# Maykong Godown Silk Mills, Tsuen Wan, Hong Kong, August 2019



## HughieD (Oct 17, 2019)

*1. The History*
Not too much history about on this place. The factory belonged to Mayar Silk, a premier Shanghai-based silk manufacturer, which first formed in Shanghai back in 1917. Tsai Shengbai was appointed General Manager of Mayar Silk Mills in 1937 and in 1956 he was sent to Mayar's factory in Hong Kong. Other than that, there appears to be no information on this place or the plans for its future. It's been abandoned for at least 20 years and occupies extremely valuable real estate land in down-town Tsuen Wan.

*2. The Explore*
This place is a bit of an unusual one. It’s an old silk mill is in the middle of Tsuen Wan. It must represent very valuable real estate so it’s strange it has been left empty for so long. I’ve been passing this place for years and first remember seeing it right back in the late 1990s. All this time little has changed, and it has been locked up and in a disused state, although there was hints that there was a live-in caretaker on-site. Hence all I’ve ever got is external pics. 

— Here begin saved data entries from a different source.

//! Manifest reconciliation.
//!
//! [`compare`] performs an ordered merge-join over two path-sorted
//! manifests and classifies every disagreement. It does no I/O and
//! depends only on its inputs, so `compare(m, m)` is always empty.
//!
//! # Example
//!
//! ```
//! use collcheck::manifest::{Manifest, ManifestRecord};
//! use collcheck::reconcile::{compare, DiscrepancyKind};
//!
//! let local = Manifest::from_records(vec![ManifestRecord::new("./a.txt", "D1")]);
//! let remote = Manifest::from_records(vec![
//!     ManifestRecord::new("./a.txt", "D1"),
//!     ManifestRecord::new("./c.txt", "D3"),
//! ]);
//!
//! let found = compare(&local, &remote);
//! assert_eq!(found.len(), 1);
//! assert_eq!(found[0].kind, DiscrepancyKind::RemoteOnly);
//! assert_eq!(found[0].path, "./c.txt");
//! ```

use std::cmp::Ordering;
use std::fmt;

use serde::Serialize;

use crate::manifest::{Manifest, ManifestRecord};

/// How a path disagrees between the two manifests.
#[derive(Debug, Clone, Copy, PartialEq, Eq, PartialOrd, Ord, Hash, Serialize)]
#[serde(rename_all = "kebab-case")]
pub enum DiscrepancyKind {
    /// Present locally, absent remotely.
    LocalOnly,
    /// Present remotely, absent locally.
    RemoteOnly,
    /// Present on both sides with different digests.
    DigestMismatch,
}

impl DiscrepancyKind {
    /// Report tag for this kind.
    #[must_use]
    pub fn tag(self) -> &'static str {
        match self {
            Self::LocalOnly => "local-only",
            Self::RemoteOnly => "remote-only",
            Self::DigestMismatch => "digest-mismatch",
        }
    }
}

impl fmt::Display for DiscrepancyKind {
    fn fmt(&self, f: &mut fmt::Formatter<'_>) -> fmt::Result {
        f.write_str(self.tag())
    }
}

/// A single path-level disagreement.
#[derive(Debug, Clone, PartialEq, Eq, Serialize)]
pub struct Discrepancy {
    /// Classification
    pub kind: DiscrepancyKind,
    /// Canonical relative path
    pub path: String,
    /// Local digest, when the path exists locally
    #[serde(skip_serializing_if = "Option::is_none")]
    pub local_digest: Option<String>,
    /// Remote digest, when the path exists remotely
    #[serde(skip_serializing_if = "Option::is_none")]
    pub remote_digest: Option<String>,
}

impl Discrepancy {
    fn local_only(record: &ManifestRecord) -> Self {
        Self {
            kind: DiscrepancyKind::LocalOnly,
            path: record.path.clone(),
            local_digest: Some(record.digest.clone()),
            remote_digest: None,
        }
    }

    fn remote_only(record: &ManifestRecord) -> Self {
        Self {
            kind: DiscrepancyKind::RemoteOnly,
            path: record.path.clone(),
            local_digest: None,
            remote_digest: Some(record.digest.clone()),
        }
    }

    fn mismatch(local: &ManifestRecord, remote: &ManifestRecord) -> Self {
        Self {
            kind: DiscrepancyKind::DigestMismatch,
            path: local.path.clone(),
            local_digest: Some(local.digest.clone()),
            remote_digest: Some(remote.digest.clone()),
        }
    }
}

/// Overall verdict of a comparison.
#[derive(Debug, Clone, Copy, PartialEq, Eq, Serialize)]
#[serde(rename_all = "lowercase")]
pub enum Outcome {
    /// No discrepancies.
    Match,
    /// At least one discrepancy.
    Mismatch,
}

/// Result of reconciling two manifests.
#[derive(Debug, Clone, Default, PartialEq, Eq)]
pub struct Reconciliation {
    /// Discrepancies in path order
    pub discrepancies: Vec<Discrepancy>,
    /// Paths present on both sides with equal digests
    pub matched: usize,
}

impl Reconciliation {
    /// Overall verdict.
    #[must_use]
    pub fn outcome(&self) -> Outcome {
        if self.discrepancies.is_empty() {
            Outcome::Match
        } else {
            Outcome::Mismatch
        }
    }

    /// Number of discrepancies of the given kind.
    #[must_use]
    pub fn count(&self, kind: DiscrepancyKind) -> usize {
        self.discrepancies.iter().filter(|d| d.kind == kind).count()
    }
}

/// Merge-join two sorted manifests, returning discrepancies and match count.
///
/// Records are joined per path. A shared path matches only when every
/// digest on both sides agrees, so a remote path carrying several
/// distinct digests is always a [`DiscrepancyKind::DigestMismatch`].
#[must_use]
pub fn reconcile(local: &Manifest, remote: &Manifest) -> Reconciliation {
    let mut left = local.by_path().peekable();
    let mut right = remote.by_path().peekable();
    let mut result = Reconciliation::default();

    loop {
        match (left.peek().copied(), right.peek().copied()) {
            (Some(l), Some(r)) => match l[0].path.cmp(&r[0].path) {
                Ordering::Less => {
                    result.discrepancies.push(Discrepancy::local_only(&l[0]));
                    left.next();
                }
                Ordering::Greater => {
                    result.discrepancies.push(Discrepancy::remote_only(&r[0]));
                    right.next();
                }
                Ordering::Equal => {
                    match first_disagreement(l, r) {
                        Some((lr, rr)) => {
                            result.discrepancies.push(Discrepancy::mismatch(lr, rr));
                        }
                        None => result.matched += 1,
                    }
                    left.next();
                    right.next();
                }
            },
            (Some(l), None) => {
                result.discrepancies.push(Discrepancy::local_only(&l[0]));
                left.next();
            }
            (None, Some(r)) => {
                result.discrepancies.push(Discrepancy::remote_only(&r[0]));
                right.next();
            }
            (None, None) => break,
        }
    }

    result
}

/// First `(local, remote)` pair for one path whose digests differ.
fn first_disagreement<'a>(
    local: &'a [ManifestRecord],
    remote: &'a [ManifestRecord],
) -> Option<(&'a ManifestRecord, &'a ManifestRecord)> {
    local.iter().find_map(|l| {
        remote
            .iter()
            .find(|r| r.digest != l.digest)
            .map(|r| (l, r))
    })
}

/// Discrepancies between two sorted manifests, in path order.
#[must_use]
pub fn compare(local: &Manifest, remote: &Manifest) -> Vec<Discrepancy> {
    reconcile(local, remote).discrepancies
}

I mentioned this place to my non-forum member exploring meet-up in HK. He didn’t know about it but was very interested, given the general lack of industrial stuff to explore in HK. After he reccied it I got a message back saying he’d spotted a way in, much to my excitement. So, on a very rainy August weekday we met up at Tseun Wan MTR station and made our way down to the factory. Although far from obvious, he was very right and after negotiating the perimeter and inner fences we were in. The big red brick building that faces the main street was locked but we improvised and took the ‘goods’ entrance. We were a little surprised with what we found went we got in. We had held out hopes of there being old machinery in there. Instead we found the exact opposite. The place was completely empty and had been fitted out for storage and lined with concrete – in complete contrast to the building’s crumbling red brick exterior. Having looked around the vast floors and briefly ventured onto the roof we found our way back out and moved on to the back factory. This was a straight walk in, and despite looking a little less modern, was also completely empty. The way out was, how shall we put it, a lot more relaxed than the way in, almost to the point of comedy.

So great to have done this building after so many years but slightly disappointing that it was pretty empty. And big up to Dr Howser for cracking this one.

*3. The Pictures*

Some externals from earlier times when it was sunny!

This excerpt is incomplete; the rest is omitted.